FWIW, this does seem to be related to container runtime. In GKE, we recently upgraded to 1.20 which defaults to containerd at the same time we saw this error. When we rolled back to 1.19, it was also broken, but we realised it was still using containerd://1.4.8.

When we switched the runtime to docker://19.3.15, it actually fixed our problem.

So things are now in a working state, but it will be EOL for us in about 5 months.

MalfuncEddie commented 2 years ago

I'm not sure how we would fix this without completely rearchitecting things to not rely on the kubernetes logging system. We don't have any plans to do this right now.

I agree this is a contanerd/k8s issue. But it also best practice to "limit' logs from filling up filesystems.

But relying on the logging systems of k8s does not seem reliable.

Are te following options valid? Move to openshift? Is it possible to move the execution nodes to podman (and does podman have this issue?)

oliverf1 commented 2 years ago

I'm not sure how we would fix this without completely rearchitecting things to not rely on the kubernetes logging system. We don't have any plans to do this right now.
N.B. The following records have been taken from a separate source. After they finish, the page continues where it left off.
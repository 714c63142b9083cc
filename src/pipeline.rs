//! Upload → convert → persist
//!
//! One implementation shared by `POST /convert` and `adbundle convert`.
//! Every valid bundle of one conversion is encoded (which assembles its
//! package), then all writes are issued concurrently and awaited jointly.
//! A bundle whose package cannot be assembled is skipped with a warning; a
//! failed write fails the whole request.

use std::path::Path;

use serde::Serialize;
use tokio::task::JoinSet;

use crate::converter::Converter;
use crate::decoder::{self, DecodeContext, Decoded, Rejected};
use crate::domain::bundle::validate_session_id;
use crate::error::{Result, convert, store};
use crate::store::{BundleRepository, StoredDocument};
use crate::temp::UploadDir;

/// One persisted bundle, keyed by the converter's source name
#[derive(Debug, Clone, PartialEq, Eq, Serialize)]
#[serde(rename_all = "camelCase")]
pub struct StoredBundle {
    pub filename: String,
    pub doc_id: String,
}

/// Result of a successful conversion
#[derive(Debug, Clone, Default, PartialEq, Eq, Serialize)]
pub struct ConvertOutcome {
    pub results: Vec<StoredBundle>,
    #[serde(skip_serializing_if = "Vec::is_empty")]
    pub warnings: Vec<String>,
}

/// Convert an uploaded archive held in memory
pub async fn convert_upload(
    converter: &Converter,
    repo: &BundleRepository,
    session_id: &str,
    file_name: &str,
    bytes: &[u8],
) -> Result<ConvertOutcome> {
    validate_session_id(session_id)?;
    let upload = UploadDir::new()?;
    let archive = upload.write(file_name, bytes)?;
    convert_archive(converter, repo, session_id, &archive).await
}

/// Convert an archive on disk and persist the resulting bundles
pub async fn convert_archive(
    converter: &Converter,
    repo: &BundleRepository,
    session_id: &str,
    archive: &Path,
) -> Result<ConvertOutcome> {
    validate_session_id(session_id)?;
    let result = converter.run(archive).await?;
    let decoded = decoder::decode(&result, &DecodeContext::now(session_id))?;
    let (documents, warnings) = encode_all(decoded)?;

    let results = persist_all(repo, documents).await?;
    tracing::info!(
        session = %session_id,
        stored = results.len(),
        skipped = warnings.len(),
        "conversion stored"
    );
    Ok(ConvertOutcome { results, warnings })
}

/// Encode every bundle; bundles whose package fails are rejected
fn encode_all(decoded: Decoded) -> Result<(Vec<(String, StoredDocument)>, Vec<String>)> {
    let Decoded {
        bundles,
        mut rejected,
        warnings,
    } = decoded;

    let mut documents = Vec::with_capacity(bundles.len());
    for (source, bundle) in bundles {
        match StoredDocument::from_bundle(&bundle) {
            Ok(document) => documents.push((source, document)),
            Err(e) => {
                tracing::warn!(bundle = %bundle.id, "package assembly failed: {e}");
                rejected.push(Rejected {
                    item: source,
                    reason: e.to_string(),
                });
            }
        }
    }

    if documents.is_empty() {
        let message = rejected
            .first()
            .map_or_else(|| "Processing failed".to_string(), |r| r.reason.clone());
        return Err(convert::conversion_failed(message));
    }

    let messages = rejected
        .iter()
        .map(|r| format!("{}: {}", r.item, r.reason))
        .chain(warnings.iter().map(ToString::to_string))
        .collect();
    Ok((documents, messages))
}

async fn persist_all(
    repo: &BundleRepository,
    documents: Vec<(String, StoredDocument)>,
) -> Result<Vec<StoredBundle>> {
    let mut writes = JoinSet::new();
    for (index, (source, document)) in documents.into_iter().enumerate() {
        let repo = repo.clone();
        writes.spawn_blocking(move || {
            let doc_id = document.filename.clone();
            repo.put(document).map(|()| {
                (
                    index,
                    StoredBundle {
                        filename: source,
                        doc_id,
                    },
                )
            })
        });
    }

    let mut stored = Vec::new();
    let mut first_error = None;
    while let Some(joined) = writes.join_next().await {
        match joined {
            Ok(Ok(entry)) => stored.push(entry),
            Ok(Err(e)) => {
                tracing::error!("persisting bundle failed: {e}");
                first_error.get_or_insert(e);
            }
            Err(e) => {
                first_error.get_or_insert(store::operation_failed(e.to_string()));
            }
        }
    }

    if let Some(e) = first_error {
        return Err(e);
    }
    stored.sort_by_key(|(index, _)| *index);
    Ok(stored.into_iter().map(|(_, entry)| entry).collect())
}
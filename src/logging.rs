//! Tracing subscriber setup
//!
//! Logs go to stderr so command output on stdout stays machine-readable.
//! `RUST_LOG` wins over the defaults.

use tracing_subscriber::EnvFilter;

/// Install the global subscriber; later calls are no-ops
pub fn init(verbose: bool) {
    let default = if verbose {
        "adbundle=debug,info"
    } else {
        "adbundle=info,warn"
    };
    let filter = EnvFilter::try_from_default_env().unwrap_or_else(|_| EnvFilter::new(default));

    let _ = tracing_subscriber::fmt()
        .with_env_filter(filter)
        .with_writer(std::io::stderr)
        .with_target(verbose)
        .try_init();
}
//! Decoder tests

use super::*;
use crate::domain::ConversionResult;

fn ctx() -> DecodeContext {
    DecodeContext::now("sess")
}

fn ok_item(html: &str) -> ConversionItem {
    ConversionItem {
        success: true,
        html: Some(html.to_string()),
        ..Default::default()
    }
}

fn failed_item(error: &str) -> ConversionItem {
    ConversionItem {
        success: false,
        error: Some(error.to_string()),
        ..Default::default()
    }
}

#[test]
fn test_top_level_failure_wins_over_items() {
    let mut result = ConversionResult::from_items([("a.psd".to_string(), ok_item("<p>a</p>"))]);
    result.success = false;
    result.error = Some("No PSD files found in the ZIP".to_string());

    let err = decode(&result, &ctx()).unwrap_err();
    assert_eq!(err.to_string(), "No PSD files found in the ZIP");
}

#[test]
fn test_top_level_failure_without_message() {
    let result = ConversionResult {
        success: false,
        error: None,
        items: Vec::new(),
    };
    let err = decode(&result, &ctx()).unwrap_err();
    assert_eq!(err.to_string(), "Processing failed");
}

#[test]
fn test_all_items_failed_reports_first_reason() {
    let result = ConversionResult::from_items([
        ("one.psd".to_string(), failed_item("first broke")),
        ("two.psd".to_string(), failed_item("second broke")),
    ]);
    let err = decode(&result, &ctx()).unwrap_err();
    assert_eq!(err.to_string(), "first broke");
}

#[test]
fn test_empty_results_fail() {
    let result = ConversionResult::from_items(Vec::<(String, ConversionItem)>::new());
    assert!(decode(&result, &ctx()).is_err());
}

#[test]
fn test_partial_failure_keeps_valid_items() {
    let result = ConversionResult::from_items([
        ("bad.psd".to_string(), failed_item("layer error")),
        ("good.psd".to_string(), ok_item("<p>ok</p>")),
    ]);
    let decoded = decode(&result, &ctx()).unwrap();
    assert_eq!(decoded.bundles.len(), 1);
    assert_eq!(decoded.bundles[0].1.id, "sess_good.html");
    assert_eq!(
        decoded.rejected,
        vec![Rejected {
            item: "bad.psd".to_string(),
            reason: "layer error".to_string()
        }]
    );
}

#[test]
fn test_empty_html_is_invalid() {
    let result = ConversionResult::from_items([
        ("empty.psd".to_string(), ok_item("")),
        ("full.psd".to_string(), ok_item("<p/>")),
    ]);
    let decoded = decode(&result, &ctx()).unwrap();
    assert_eq!(decoded.rejected[0].reason, "Missing HTML output");
}

#[test]
fn test_missing_css_and_images_are_warnings() {
    let result = ConversionResult::from_items([("a.psd".to_string(), ok_item("<p>a</p>"))]);
    let decoded = decode(&result, &ctx()).unwrap();
    assert_eq!(decoded.bundles.len(), 1);
    assert!(decoded.bundles[0].1.css.is_empty());
    assert_eq!(
        decoded.warnings,
        vec![
            DecodeWarning::MissingCss {
                item: "a.psd".to_string()
            },
            DecodeWarning::NoImages {
                item: "a.psd".to_string()
            },
        ]
    );
}

#[test]
fn test_bundle_carries_css_images_and_context() {
    let mut item = ok_item("<img src='images/logo.png'>");
    item.css = Some("body{}".to_string());
    item.images
        .insert("logo.png".to_string(), "iVBORw0KGgo=".to_string());
    let context = ctx();
    let result = ConversionResult::from_items([("banner1.psd".to_string(), item)]);

    let decoded = decode(&result, &context).unwrap();
    let (source, bundle) = &decoded.bundles[0];
    assert_eq!(source, "banner1.psd");
    assert_eq!(bundle.id, "sess_banner1.html");
    assert_eq!(bundle.session_id, "sess");
    assert_eq!(bundle.css, "body{}");
    assert_eq!(bundle.created_at, context.created_at);
    assert_eq!(
        bundle.images.get("logo.png").map(ImagePayload::as_base64),
        Some("iVBORw0KGgo=")
    );
    assert!(decoded.warnings.is_empty());
}

#[test]
fn test_invalid_session_rejects_items() {
    let result = ConversionResult::from_items([("a.psd".to_string(), ok_item("<p/>"))]);
    let err = decode(&result, &DecodeContext::now("bad/session")).unwrap_err();
    assert!(err.to_string().contains("Invalid session ID"));
}
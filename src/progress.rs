//! Spinner for long-running conversions

use std::time::Duration;

use indicatif::{ProgressBar, ProgressStyle};

/// Spinner shown while the external converter runs
pub struct ConversionSpinner {
    pb: ProgressBar,
}

impl ConversionSpinner {
    /// Start a spinner with `message`; hidden when stderr is not a terminal
    pub fn start(message: impl Into<String>) -> Self {
        let pb = if console::Term::stderr().is_term() {
            ProgressBar::new_spinner()
        } else {
            ProgressBar::hidden()
        };
        let style = ProgressStyle::default_spinner()
            .template("{spinner:.cyan} {msg} ({elapsed})")
            .unwrap_or_else(|_| ProgressStyle::default_spinner());
        pb.set_style(style);
        pb.set_message(message.into());
        pb.enable_steady_tick(Duration::from_millis(100));
        Self { pb }
    }

    pub fn set_message(&self, message: impl Into<String>) {
        self.pb.set_message(message.into());
    }

    /// Clear the spinner on success
    pub fn finish(&self) {
        self.pb.finish_and_clear();
    }

    /// Leave the last message visible on error
    pub fn abandon(&self) {
        self.pb.abandon();
    }
}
If this https://github.com/kubernetes/kubernetes/issues/59902 was implemented, would not that help?

I can also confirm is it an issue for us too. For some problematic playbooks with lots of output and multiple hosts, the only solution we found, was to create a playbook that will create a pod which runs the playbook directly on the k8s cluster, so outside of AWX :-( In our case, increasing the log size is not an option, because we have other workloads on the cluster and increasing the log file size will drastically increase the disk space.

Thanks

chris93111 commented 2 years ago

Hi same problem in k3s, this is a real problem for us also

Rhel 8.4 Version: 0.1.0 RuntimeName: containerd RuntimeVersion: v1.5.8-k3s1 RuntimeApiVersion: v1alpha2 k3s 1.22

Fixed with kubelet --container-log-max-size

jogleasonjr commented 2 years ago

Using AKS and Terraform we were able to get enough headroom by specifying:

resource "azurerm_kubernetes_cluster_node_pool" "pool" { 
  ...

  kubelet_config = {
    container_log_max_line    = 5
    container_log_max_size_mb = 500
  }
  ...
}

The default, I believe, was 10MB.

def1nity commented 2 years ago

#10366 (comment) @dbanttari this might fix your issue. Note the below modification that is more generic and doesn't rely on the max-pods being set to 30. Can you try it and report back?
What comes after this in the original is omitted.